LiteraLivre Vl. 2 - nº 12 – Nov./Dez. de 2018
Este Conto Daria Uma Peça
Ricardo Ryo Goto
São Paulo/SP
Tem uma chuva caindo aí fora, não é, Dr.? Sei, gosto do barulho. Mas só do
barulho. Peguei muita chuva quando pequeno. Umas vezes por farra, outras por
falta de abrigo. Sei que a chuva é boa prá lavoura, prá roça. Mas aqui, na cidade,
essas enchentes...
Claro, o sr. nem sabe o que é isso. Deve ter visto apenas nos jornais e na
televisão. Mas eu, criado na favela, nos barracos precários do morro, metido em
lama pelas pernas...
Que é isso, Dr. Não tô me gabando de nada, não. Não sou melhor que os
outros só porque conheço o lado podre da vida. E além do mais, nem conheço
tudo, só uma pontinha.
Por exemplo: nunca conheci meus pais verdadeiros. Tá bom, tem milhares
de gente que idem e não se meteram a fazer o que eu fiz. O que foi que fiz ?
Disse pro meu velho – o padrasto - que me batia por qualquer motivo, que
tava cansado daquilo, que ele não tinha o direito, que, se fosse prá continuar,
não deveria ter me adotado, pois eu não tinha pedido prá nascer, nem prá ele
nem pro meu pai verdadeiro.
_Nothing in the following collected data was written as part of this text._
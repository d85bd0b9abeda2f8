//! Execution engine module
//!
//! Main read loop and stream orchestration.
//!
//! # Overview
//!
//! The engine module provides:
//! - `PaginatedFetcher` - one collection fetch, page by page
//! - `ParentIterator` / `ChildIterator` - parent records and batched,
//!   parent-scoped child fetches
//! - `ReportRunner` - create, poll and download asynchronous reports
//! - `SyncEngine` - runs the selected streams for every profile
//!
//! Profiles are independent: a stream failure is recorded and the next
//! stream (or profile) continues. Only run-fatal errors abort everything.

mod child;
mod fetcher;
mod parent;
mod report;
mod types;

pub use child::ChildIterator;
pub use fetcher::PaginatedFetcher;
pub use parent::ParentIterator;
pub use report::{duplicate_report_id, max_cursor, report_range, PollSettings, ReportRunner};
pub use types::{
    ChildPage, Page, ParentFilter, ParentRecord, StreamFailure, SyncOptions, SyncReport,
    SyncStats,
};

use crate::config::TapConfig;
use crate::error::{Error, Result};
use crate::http::HttpClient;
use crate::output::{Message, MessageSink};
use crate::partition::DateWindowRouter;
use crate::schema::conform;
use crate::state::StateManager;
use crate::streams::{Catalog, Selection, StreamDefinition};
use crate::types::ProfileId;
use chrono::{DateTime, Utc};
use futures::stream::{self, StreamExt, TryStreamExt};
use serde_json::Value;
use std::collections::{HashMap, HashSet};
use std::sync::atomic::{AtomicBool, Ordering};
use std::sync::Arc;
use std::time::Instant;
use tracing::{error, info, warn};

/// Sync engine for orchestrating data extraction
pub struct SyncEngine {
    /// HTTP client shared by every worker
    client: Arc<HttpClient>,
    /// Stream definitions
    catalog: Catalog,
    /// Bookmark store
    state: StateManager,
    /// Protocol output
    sink: Arc<dyn MessageSink>,
    /// Profiles to extract
    profiles: Vec<ProfileId>,
    /// Tuning
    options: SyncOptions,
    /// Set by the shutdown signal handler
    cancelled: Arc<AtomicBool>,
    /// Set when a worker hits a run-fatal error
    aborted: AtomicBool,
}

/// What one profile worker produced
#[derive(Default)]
struct ProfileOutcome {
    stats: SyncStats,
    failures: Vec<StreamFailure>,
    fatal: Option<Error>,
}

impl SyncEngine {
    /// Create an engine for the configured profiles
    pub fn new(
        config: &TapConfig,
        client: Arc<HttpClient>,
        state: StateManager,
        sink: Arc<dyn MessageSink>,
    ) -> Self {
        Self {
            client,
            catalog: Catalog::amazon_ads(),
            state,
            sink,
            profiles: config.profile_ids.clone(),
            options: SyncOptions::from_config(config),
            cancelled: Arc::new(AtomicBool::new(false)),
            aborted: AtomicBool::new(false),
        }
    }

    /// Use a different catalog
    #[must_use]
    pub fn with_catalog(mut self, catalog: Catalog) -> Self {
        self.catalog = catalog;
        self
    }

    /// Override tuning
    #[must_use]
    pub fn with_options(mut self, options: SyncOptions) -> Self {
        self.options = options;
        self
    }

    /// Share an externally owned cancellation flag
    #[must_use]
    pub fn with_cancellation(mut self, cancelled: Arc<AtomicBool>) -> Self {
        self.cancelled = cancelled;
        self
    }

    /// Flag that stops the run between requests when set
    pub fn cancellation(&self) -> Arc<AtomicBool> {
        Arc::clone(&self.cancelled)
    }

    /// Get the state manager
    pub fn state(&self) -> &StateManager {
        &self.state
    }

    /// Get the catalog
    pub fn catalog(&self) -> &Catalog {
        &self.catalog
    }

    /// Run the selected streams (all when empty) for every profile.
    ///
    /// Returns `Err` only for run-fatal errors; stream-scoped failures are
    /// listed in the report. State is checkpointed in both cases.
    pub async fn run(&self, streams: &[String]) -> Result<SyncReport> {
        let started = Instant::now();
        let selection = self.catalog.select(streams)?;

        for stream in &selection.run {
            if selection.should_emit(&stream.name) {
                self.sink.write(&Message::schema(
                    stream.name.clone(),
                    &stream.schema,
                    stream.key_properties.clone(),
                    stream.replication_key.as_deref(),
                ))?;
            }
        }

        info!(
            profiles = self.profiles.len(),
            streams = selection.run.len(),
            concurrency = self.options.max_concurrent_profiles.max(1),
            "Starting sync"
        );

        let outcomes: Vec<ProfileOutcome> = stream::iter(self.profiles.iter().cloned())
            .map(|profile_id| self.sync_profile(profile_id, &selection))
            .buffer_unordered(self.options.max_concurrent_profiles.max(1))
            .collect()
            .await;

        let mut report = SyncReport::default();
        let mut fatal = None;
        for outcome in outcomes {
            report.stats.merge(&outcome.stats);
            report.failures.extend(outcome.failures);
            if fatal.is_none() {
                fatal = outcome.fatal;
            }
        }
        report.cancelled = self.cancelled.load(Ordering::SeqCst);
        report.stats.duration_ms = started.elapsed().as_millis() as u64;

        self.state.checkpoint().await?;
        self.emit_state().await?;
        self.sink.flush()?;

        if let Some(err) = fatal {
            error!(error = %err, "Sync aborted");
            return Err(err);
        }

        info!(
            records = report.stats.records_emitted,
            pages = report.stats.pages_fetched,
            dropped = report.stats.records_dropped,
            failed = report.failures.len(),
            cancelled = report.cancelled,
            duration_ms = report.stats.duration_ms,
            "Sync finished"
        );
        Ok(report)
    }

    // ========================================================================
    // Per-profile loop
    // ========================================================================

    async fn sync_profile(&self, profile_id: ProfileId, selection: &Selection) -> ProfileOutcome {
        let mut outcome = ProfileOutcome::default();
        let mut parent_ids: HashMap<String, Vec<String>> = HashMap::new();
        let mut failed: HashSet<String> = HashSet::new();

        info!(profile_id = %profile_id, "Starting profile");

        for definition in &selection.run {
            if self.should_stop() {
                break;
            }
            let stream = Arc::new(definition.clone());

            let result = if stream.is_report() {
                self.sync_report(&profile_id, &stream, selection, &mut outcome.stats)
                    .await
            } else if let Some(link) = &stream.parent {
                if failed.contains(&link.parent) {
                    Err(Error::Other(format!(
                        "parent stream '{}' did not complete",
                        link.parent
                    )))
                } else {
                    let ids = parent_ids.get(&link.parent).cloned().unwrap_or_default();
                    self.sync_child(&profile_id, &stream, ids, selection, &mut outcome.stats)
                        .await
                }
            } else {
                self.sync_parent(&profile_id, &stream, selection, &mut outcome.stats)
                    .await
                    .map(|ids| {
                        if selection.has_children(&stream.name) {
                            parent_ids.insert(stream.name.clone(), ids);
                        }
                    })
            };

            match result {
                Ok(()) => outcome.stats.streams_completed += 1,
                Err(Error::Cancelled) => break,
                Err(err) if err.is_fatal() => {
                    error!(profile_id = %profile_id, stream = %stream.name, error = %err, "Fatal error");
                    self.aborted.store(true, Ordering::SeqCst);
                    outcome.fatal = Some(err);
                    break;
                }
                Err(err) => {
                    error!(profile_id = %profile_id, stream = %stream.name, error = %err, "Stream failed");
                    outcome.stats.streams_failed += 1;
                    failed.insert(stream.name.clone());
                    outcome.failures.push(StreamFailure {
                        profile_id: profile_id.clone(),
                        stream: stream.name.clone(),
                        error: err,
                    });
                }
            }

            if let Err(err) = self.state.checkpoint().await {
                warn!(profile_id = %profile_id, error = %err, "State checkpoint failed");
            }
        }

        info!(
            profile_id = %profile_id,
            records = outcome.stats.records_emitted,
            failed = outcome.failures.len(),
            "Profile finished"
        );
        outcome
    }

    // ========================================================================
    // Stream runners
    // ========================================================================

    /// Top-level stream; returns the child links it saw
    async fn sync_parent(
        &self,
        profile_id: &ProfileId,
        stream: &Arc<StreamDefinition>,
        selection: &Selection,
        stats: &mut SyncStats,
    ) -> Result<Vec<String>> {
        let emit = selection.should_emit(&stream.name);
        let collect = selection.has_children(&stream.name);
        let mut ids = Vec::new();
        let mut emitted = 0u64;

        let mut pages = ParentIterator::new(
            Arc::clone(&self.client),
            Arc::clone(stream),
            profile_id.clone(),
            self.options.page_size,
        )
        .pages();

        while let Some(page) = pages.try_next().await? {
            stats.pages_fetched += 1;
            let extracted_at = Utc::now();
            for parent in page {
                if collect {
                    if let Some(link) = parent.link {
                        ids.push(link);
                    }
                }
                if emit {
                    self.emit_record(stream, &parent.record, extracted_at)?;
                    emitted += 1;
                }
            }
            if emit {
                self.emit_state().await?;
            }
            self.check_running()?;
        }

        stats.records_emitted += emitted;
        self.finish_full_table(profile_id, stream, emit, emitted).await?;
        Ok(ids)
    }

    /// Child stream scoped to the parent ids collected earlier for this profile
    async fn sync_child(
        &self,
        profile_id: &ProfileId,
        stream: &Arc<StreamDefinition>,
        parent_ids: Vec<String>,
        selection: &Selection,
        stats: &mut SyncStats,
    ) -> Result<()> {
        let emit = selection.should_emit(&stream.name);
        let iterator = ChildIterator::new(
            Arc::clone(&self.client),
            Arc::clone(stream),
            profile_id.clone(),
            self.options.page_size,
            self.options.parent_filter_batch_size,
        )?;

        let parents = parent_ids.len();
        let batches = parents.div_ceil(self.options.parent_filter_batch_size.max(1));
        info!(profile_id = %profile_id, stream = %stream.name, parents, batches, "Starting child stream");
        stats.child_batches += batches as u64;

        let mut emitted = 0u64;
        let mut pages = iterator.pages(parent_ids);
        while let Some(page) = pages.try_next().await? {
            stats.pages_fetched += 1;
            stats.records_dropped += page.dropped;
            if emit {
                let extracted_at = Utc::now();
                for record in &page.records {
                    self.emit_record(stream, record, extracted_at)?;
                }
                emitted += page.records.len() as u64;
                self.emit_state().await?;
            }
            self.check_running()?;
        }

        stats.records_emitted += emitted;
        self.finish_full_table(profile_id, stream, emit, emitted).await
    }

    /// Report stream: one report per date window, bookmark advanced per window
    async fn sync_report(
        &self,
        profile_id: &ProfileId,
        stream: &Arc<StreamDefinition>,
        selection: &Selection,
        stats: &mut SyncStats,
    ) -> Result<()> {
        let emit = selection.should_emit(&stream.name);
        let key = stream.replication_key.as_deref().unwrap_or("date");
        let bookmark = self.state.cursor(&stream.name, profile_id.as_str()).await;
        let today = Utc::now().date_naive();

        let Some((start, end)) = report_range(
            bookmark.as_deref(),
            self.options.start_date,
            today,
            self.options.report_lookback_days,
        ) else {
            info!(profile_id = %profile_id, stream = %stream.name, "Report stream up to date");
            return Ok(());
        };

        let runner = ReportRunner::new(
            Arc::clone(&self.client),
            Arc::clone(stream),
            profile_id.clone(),
            self.options.poll,
        )?;

        for window in DateWindowRouter::new(start, end, self.options.report_window_days).windows() {
            self.check_running()?;
            let records = runner.run_window(&window).await?;
            stats.pages_fetched += 1;
            stats.reports_downloaded += 1;

            let high_water = max_cursor(&records, key);
            if emit {
                let extracted_at = Utc::now();
                for record in &records {
                    self.emit_record(stream, record, extracted_at)?;
                }
                stats.records_emitted += records.len() as u64;
            }
            if let Some(value) = high_water {
                self.state
                    .advance_cursor(&stream.name, profile_id.as_str(), &value)
                    .await;
            }
            if emit {
                self.emit_state().await?;
            }
        }

        Ok(())
    }

    // ========================================================================
    // Helpers
    // ========================================================================

    async fn finish_full_table(
        &self,
        profile_id: &ProfileId,
        stream: &StreamDefinition,
        emit: bool,
        emitted: u64,
    ) -> Result<()> {
        if emit {
            self.state
                .mark_synced(&stream.name, profile_id.as_str(), Utc::now())
                .await;
            self.emit_state().await?;
        }
        info!(profile_id = %profile_id, stream = %stream.name, records = emitted, "Stream complete");
        Ok(())
    }

    fn emit_record(
        &self,
        stream: &StreamDefinition,
        record: &Value,
        extracted_at: DateTime<Utc>,
    ) -> Result<()> {
        self.sink.write(&Message::record(
            stream.name.clone(),
            conform(record, &stream.schema),
            extracted_at,
        ))
    }

    async fn emit_state(&self) -> Result<()> {
        self.sink.write(&Message::state(self.state.to_json().await))
    }

    fn should_stop(&self) -> bool {
        self.cancelled.load(Ordering::SeqCst) || self.aborted.load(Ordering::SeqCst)
    }

    fn check_running(&self) -> Result<()> {
        if self.should_stop() {
            Err(Error::Cancelled)
        } else {
            Ok(())
        }
    }
}

#[cfg(test)]
mod tests;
E ele?
Falou que era um favor me dar aquelas porradas, porque eu não tinha um
pai legítimo prá me educar, e, se não quisesse mais ficar nessa brincadeira,
poderia me apagar num canto escuro qualquer e ir acertar contas com o Criador.
Chocado? Imagine eu, naquela idade, saber que não tinha pai, e o postiço,
um poço de ruindade e cinismo.
Mas valeu. Não é que eu fui mesmo para um canto escuro, chorar a
desgraça e tentar me vingar de Deus ?
Que tolice. Ganhei uns cortes no pulso, uns pontos no pronto-socorro e
uma sova que me deixou inchado por 2 ou 3 dias.